Top of RECORDS FOR THE EXERCISE

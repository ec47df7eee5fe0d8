//! Token-budgeted packing with capsule degradation.
//!
//! A `PackingProfile` describes, per `(repo, model)`, how much each content
//! category is worth and how the budget splits across priority tiers. Items
//! are packed in descending `priority × relevance` order; an item that does
//! not fit is degraded down a fixed ladder (strip → capsule → summarize →
//! drop) until it fits or falls off the end.

pub mod degrade;

pub use degrade::strip_trailing;
pub use degrade::summarize_docs;
pub use degrade::to_capsule;

use serde::Deserialize;
use serde::Serialize;

use crate::error::EngineError;
use crate::error::Result;
use crate::store::Store;
use crate::tokenizer;
use crate::tokenizer::BudgetManager;

/// Content category of a packable item.
#[derive(Debug, Clone, Copy, PartialEq, Eq, Serialize, Deserialize)]
#[serde(rename_all = "lowercase")]
pub enum ItemCategory {
    Code,
    Tests,
    Docs,
    Config,
    Memory,
}

impl ItemCategory {
    /// Classify by file path. Memory items are categorized by the caller.
    pub fn from_path(path: &str) -> Self {
        let lower = path.to_lowercase();
        if lower.contains("test") || lower.contains("spec") {
            ItemCategory::Tests
        } else if lower.ends_with(".md") || lower.ends_with(".rst") || lower.ends_with(".txt") {
            ItemCategory::Docs
        } else if lower.ends_with(".toml")
            || lower.ends_with(".yaml")
            || lower.ends_with(".yml")
            || lower.ends_with(".json")
            || lower.ends_with(".ini")
            || lower.ends_with(".cfg")
        {
            ItemCategory::Config
        } else {
            ItemCategory::Code
        }
    }

    pub fn label(&self) -> &'static str {
        match self {
            ItemCategory::Code => "code",
            ItemCategory::Tests => "tests",
            ItemCategory::Docs => "docs",
            ItemCategory::Config => "config",
            ItemCategory::Memory => "memory",
        }
    }
}

/// Per-category packing priorities, each in [0, 1].
#[derive(Debug, Clone, Copy, PartialEq, Serialize, Deserialize)]
pub struct Priorities {
    #[serde(default = "default_code_priority")]
    pub code: f32,
    #[serde(default = "default_tests_priority")]
    pub tests: f32,
    #[serde(default = "default_comments_priority")]
    pub comments: f32,
    #[serde(default = "default_docs_priority")]
    pub docs: f32,
    #[serde(default = "default_config_priority")]
    pub config: f32,
    #[serde(default = "default_memory_priority")]
    pub memory: f32,
}

impl Default for Priorities {
    fn default() -> Self {
        Self {
            code: default_code_priority(),
            tests: default_tests_priority(),
            comments: default_comments_priority(),
            docs: default_docs_priority(),
            config: default_config_priority(),
            memory: default_memory_priority(),
        }
    }
}

fn default_code_priority() -> f32 {
    1.0
}
fn default_tests_priority() -> f32 {
    0.7
}
fn default_comments_priority() -> f32 {
    0.5
}
fn default_docs_priority() -> f32 {
    0.6
}
fn default_config_priority() -> f32 {
    0.8
}
fn default_memory_priority() -> f32 {
    0.9
}

impl Priorities {
    pub fn for_category(&self, category: ItemCategory) -> f32 {
        match category {
            ItemCategory::Code => self.code,
            ItemCategory::Tests => self.tests,
            ItemCategory::Docs => self.docs,
            ItemCategory::Config => self.config,
            ItemCategory::Memory => self.memory,
        }
    }
}

/// Budget split across priority tiers. Shares must sum to 1.0.
#[derive(Debug, Clone, Copy, PartialEq, Serialize, Deserialize)]
pub struct BudgetAllocation {
    pub must_have: f32,
    pub important: f32,
    pub supplementary: f32,
    pub optional: f32,
    pub reserve: f32,
}

impl Default for BudgetAllocation {
    fn default() -> Self {
        Self {
            must_have: 0.35,
            important: 0.30,
            supplementary: 0.20,
            optional: 0.10,
            reserve: 0.05,
        }
    }
}

impl BudgetAllocation {
    pub fn sum(&self) -> f32 {
        self.must_have + self.important + self.supplementary + self.optional + self.reserve
    }
}

/// Capsule conversion settings.
#[derive(Debug, Clone, PartialEq, Serialize, Deserialize)]
pub struct CapsuleConfig {
    #[serde(default = "default_true")]
    pub enabled: bool,
    /// Upper bound on capsule token size.
    #[serde(default = "default_capsule_max")]
    pub max_size: u32,
    /// Doc summaries never shrink below this many tokens.
    #[serde(default = "default_capsule_min")]
    pub min_size: u32,
    /// Relevance below which items degrade before larger, hotter items.
    #[serde(default = "default_capsule_threshold")]
    pub threshold: f32,
    /// Keep enclosing structure lines in capsules.
    #[serde(default = "default_true")]
    pub preserve_structure: bool,
}

impl Default for CapsuleConfig {
    fn default() -> Self {
        Self {
            enabled: true,
            max_size: default_capsule_max(),
            min_size: default_capsule_min(),
            threshold: default_capsule_threshold(),
            preserve_structure: true,
        }
    }
}

fn default_true() -> bool {
    true
}
fn default_capsule_max() -> u32 {
    256
}
fn default_capsule_min() -> u32 {
    16
}
fn default_capsule_threshold() -> f32 {
    0.5
}

/// Packing profile for one `(repo, model)` pair.
#[derive(Debug, Clone, PartialEq, Serialize, Deserialize)]
pub struct PackingProfile {
    pub repo: String,
    pub model: String,
    #[serde(default)]
    pub priorities: Priorities,
    #[serde(default)]
    pub budget_allocation: BudgetAllocation,
    #[serde(default)]
    pub capsule: CapsuleConfig,
}

impl PackingProfile {
    pub fn new(repo: impl Into<String>, model: impl Into<String>) -> Self {
        Self {
            repo: repo.into(),
            model: model.into(),
            priorities: Priorities::default(),
            budget_allocation: BudgetAllocation::default(),
            capsule: CapsuleConfig::default(),
        }
    }

    /// Load the persisted profile for `(repo, model)`, or the default.
    pub async fn load_or_default(store: &Store, repo: &str, model: &str) -> Self {
        match store.packing_profile(repo, model).await {
            Ok(Some(json)) => match serde_json::from_str::<PackingProfile>(&json) {
                Ok(profile) if profile.validate().is_ok() => profile,
                _ => {
                    tracing::warn!(repo, model, "Unreadable packing profile, using default");
                    Self::new(repo, model)
                }
            },
            _ => Self::new(repo, model),
        }
    }

    /// Persist this profile.
    pub async fn save(&self, store: &Store, now: i64) -> Result<()> {
        let json = serde_json::to_string(self)
            .map_err(|e| EngineError::store_io("serialize packing profile", e))?;
        store
            .save_packing_profile(&self.repo, &self.model, &json, now)
            .await
    }

    pub fn validate(&self) -> Result<()> {
        if (self.budget_allocation.sum() - 1.0).abs() > 0.01 {
            return Err(EngineError::Config {
                field: "packing.budget_allocation".to_string(),
                cause: format!("shares sum to {:.3}, expected 1.0", self.budget_allocation.sum()),
            });
        }
        Ok(())
    }

    /// Stable fingerprint for the bundle signature.
    pub fn fingerprint(&self) -> String {
        format!(
            "p{:.2}:{:.2}:{:.2}:{:.2}:{:.2}:{:.2}|a{:.2}:{:.2}:{:.2}:{:.2}:{:.2}|c{}:{}:{}",
            self.priorities.code,
            self.priorities.tests,
            self.priorities.comments,
            self.priorities.docs,
            self.priorities.config,
            self.priorities.memory,
            self.budget_allocation.must_have,
            self.budget_allocation.important,
            self.budget_allocation.supplementary,
            self.budget_allocation.optional,
            self.budget_allocation.reserve,
            self.capsule.enabled as u8,
            self.capsule.max_size,
            self.capsule.min_size,
        )
    }
}

/// How far an item was degraded to fit.
#[derive(Debug, Clone, Copy, PartialEq, Eq, Serialize, Deserialize)]
#[serde(rename_all = "lowercase")]
pub enum Degradation {
    Full,
    Stripped,
    Capsule,
    Summarized,
}

impl Degradation {
    pub fn label(&self) -> &'static str {
        match self {
            Degradation::Full => "full",
            Degradation::Stripped => "stripped",
            Degradation::Capsule => "capsule",
            Degradation::Summarized => "summarized",
        }
    }
}

/// One item offered to the packer.
#[derive(Debug, Clone)]
pub struct PackInput {
    pub id: String,
    pub path: String,
    pub symbol: Option<String>,
    pub content: String,
    /// Declaration line used for capsule conversion.
    pub signature: Option<String>,
    pub category: ItemCategory,
    /// Fused relevance score, normalized to [0, 1].
    pub relevance: f32,
}

/// One packed item.
#[derive(Debug, Clone)]
pub struct PackedItem {
    pub id: String,
    pub path: String,
    pub symbol: Option<String>,
    pub content: String,
    pub tokens: u32,
    pub degradation: Degradation,
    pub category: ItemCategory,
    pub relevance: f32,
}

/// An item that fell off the degradation ladder.
#[derive(Debug, Clone)]
pub struct DroppedItem {
    pub id: String,
    pub path: String,
    pub reason: String,
}

/// Packing outcome.
#[derive(Debug, Clone)]
pub struct PackOutcome {
    pub items: Vec<PackedItem>,
    pub dropped: Vec<DroppedItem>,
    pub used_tokens: u32,
    /// At least one item was degraded or dropped for budget reasons.
    pub budget_reached: bool,
    /// An item was blocked specifically by the reserve share.
    pub reached_reserve: bool,
}

/// Pack items under the budget.
///
/// `include_content = false` (small-budget policies) capsules every code
/// item up front instead of offering full content.
pub fn pack(
    mut inputs: Vec<PackInput>,
    profile: &PackingProfile,
    budget_tokens: u32,
    model: &str,
    include_content: bool,
) -> PackOutcome {
    let reserve = (budget_tokens as f32 * profile.budget_allocation.reserve).round() as u32;
    let mut budget = BudgetManager::new(budget_tokens, reserve);

    // Priority-weighted order: priority × relevance, ties by id.
    inputs.sort_by(|a, b| {
        let score_a = profile.priorities.for_category(a.category) * a.relevance;
        let score_b = profile.priorities.for_category(b.category) * b.relevance;
        score_b
            .partial_cmp(&score_a)
            .unwrap_or(std::cmp::Ordering::Equal)
            .then_with(|| a.id.cmp(&b.id))
    });

    let mut outcome = PackOutcome {
        items: Vec::new(),
        dropped: Vec::new(),
        used_tokens: 0,
        budget_reached: false,
        reached_reserve: false,
    };

    // Cumulative tier ceilings: a lower-priority tier can spend its own
    // share plus whatever the tiers above left unused, never more.
    let alloc = &profile.budget_allocation;
    let spendable = budget_tokens.saturating_sub(reserve) as f32;
    let ceilings = [
        (spendable * alloc.must_have) as u32,
        (spendable * (alloc.must_have + alloc.important)) as u32,
        (spendable * (alloc.must_have + alloc.important + alloc.supplementary)) as u32,
        budget_tokens.saturating_sub(reserve),
    ];

    for input in inputs {
        let score = profile.priorities.for_category(input.category) * input.relevance;
        let ceiling = ceilings[tier_index(score)];
        let available = budget
            .remaining()
            .min(ceiling.saturating_sub(budget.used()));
        match fit_item(&input, profile, available, model, include_content) {
            Some((content, tokens, degradation)) => {
                if degradation != Degradation::Full {
                    outcome.budget_reached |= include_content;
                }
                budget.consume(tokens);
                outcome.items.push(PackedItem {
                    id: input.id,
                    path: input.path,
                    symbol: input.symbol,
                    content,
                    tokens,
                    degradation,
                    category: input.category,
                    relevance: input.relevance,
                });
            }
            None => {
                // Even the smallest form was blocked. Distinguish "blocked
                // by the reserve" from plain exhaustion.
                let smallest = tokenizer::count_tokens(
                    &capsule_form(&input, profile),
                    model,
                );
                if smallest <= budget_tokens.saturating_sub(budget.used()) {
                    outcome.reached_reserve = true;
                }
                outcome.budget_reached = true;
                tracing::debug!(id = %input.id, "Dropped item: no degraded form fits");
                outcome.dropped.push(DroppedItem {
                    id: input.id,
                    path: input.path,
                    reason: "budget exhausted after full degradation ladder".to_string(),
                });
            }
        }
    }

    outcome.used_tokens = budget.used();
    outcome
}

/// Tier of a `priority × relevance` score.
fn tier_index(score: f32) -> usize {
    if score >= 0.75 {
        0
    } else if score >= 0.5 {
        1
    } else if score >= 0.25 {
        2
    } else {
        3
    }
}

/// Walk the degradation ladder until a form fits `available` tokens, or
/// return `None`.
fn fit_item(
    input: &PackInput,
    profile: &PackingProfile,
    available: u32,
    model: &str,
    include_content: bool,
) -> Option<(String, u32, Degradation)> {
    let prose = matches!(input.category, ItemCategory::Docs | ItemCategory::Memory);
    let ladder: Vec<(String, Degradation)> = if include_content {
        let mut steps = vec![
            (input.content.clone(), Degradation::Full),
            (strip_trailing(&input.content), Degradation::Stripped),
        ];
        // The capsule step collapses code bodies; prose degrades by
        // summarization instead.
        if prose {
            steps.push((
                summarize_docs(&input.content, profile.capsule.min_size as usize),
                Degradation::Summarized,
            ));
        } else if profile.capsule.enabled {
            steps.push((capsule_form(input, profile), Degradation::Capsule));
        }
        steps
    } else if prose {
        // Content disabled by policy: smallest useful form only.
        vec![(
            summarize_docs(&input.content, profile.capsule.min_size as usize),
            Degradation::Summarized,
        )]
    } else {
        vec![(capsule_form(input, profile), Degradation::Capsule)]
    };

    for (content, degradation) in ladder {
        if content.trim().is_empty() {
            continue;
        }
        let tokens = tokenizer::count_tokens(&content, model);
        if tokens <= available {
            return Some((content, tokens, degradation));
        }
    }
    None
}

fn capsule_form(input: &PackInput, profile: &PackingProfile) -> String {
    to_capsule(
        &input.content,
        input.signature.as_deref(),
        profile.capsule.preserve_structure,
    )
}

#[cfg(test)]
#[path = "mod.test.rs"]
mod tests;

Bottom of RECORDS FOR THE EXERCISE

• **WHAT IS REQUIRED**:
Beginning at the top of the entries above, output each line exactly, and end with the line in which "each in [0, 1]." appears.

• **EXERCISE OUTPUT**:
repository ec47df7eee5fe0d8
//! Token-budgeted packing with capsule degradation.
//!
//! A `PackingProfile` describes, per `(repo, model)`, how much each content
//! category is worth and how the budget splits across priority tiers. Items
//! are packed in descending `priority × relevance` order; an item that does
//! not fit is degraded down a fixed ladder (strip → capsule → summarize →
//! drop) until it fits or falls off the end.

pub mod degrade;

pub use degrade::strip_trailing;
pub use degrade::summarize_docs;
pub use degrade::to_capsule;

use serde::Deserialize;
use serde::Serialize;

use crate::error::EngineError;
use crate::error::Result;
use crate::store::Store;
use crate::tokenizer;
use crate::tokenizer::BudgetManager;

/// Content category of a packable item.
#[derive(Debug, Clone, Copy, PartialEq, Eq, Serialize, Deserialize)]
#[serde(rename_all = "lowercase")]
pub enum ItemCategory {
    Code,
    Tests,
    Docs,
    Config,
    Memory,
}

impl ItemCategory {
    /// Classify by file path. Memory items are categorized by the caller.
    pub fn from_path(path: &str) -> Self {
        let lower = path.to_lowercase();
        if lower.contains("test") || lower.contains("spec") {
            ItemCategory::Tests
        } else if lower.ends_with(".md") || lower.ends_with(".rst") || lower.ends_with(".txt") {
            ItemCategory::Docs
        } else if lower.ends_with(".toml")
            || lower.ends_with(".yaml")
            || lower.ends_with(".yml")
            || lower.ends_with(".json")
            || lower.ends_with(".ini")
            || lower.ends_with(".cfg")
        {
            ItemCategory::Config
        } else {
            ItemCategory::Code
        }
    }

    pub fn label(&self) -> &'static str {
        match self {
            ItemCategory::Code => "code",
            ItemCategory::Tests => "tests",
            ItemCategory::Docs => "docs",
            ItemCategory::Config => "config",
            ItemCategory::Memory => "memory",
        }
    }
}

/// Per-category packing priorities, each in [0, 1].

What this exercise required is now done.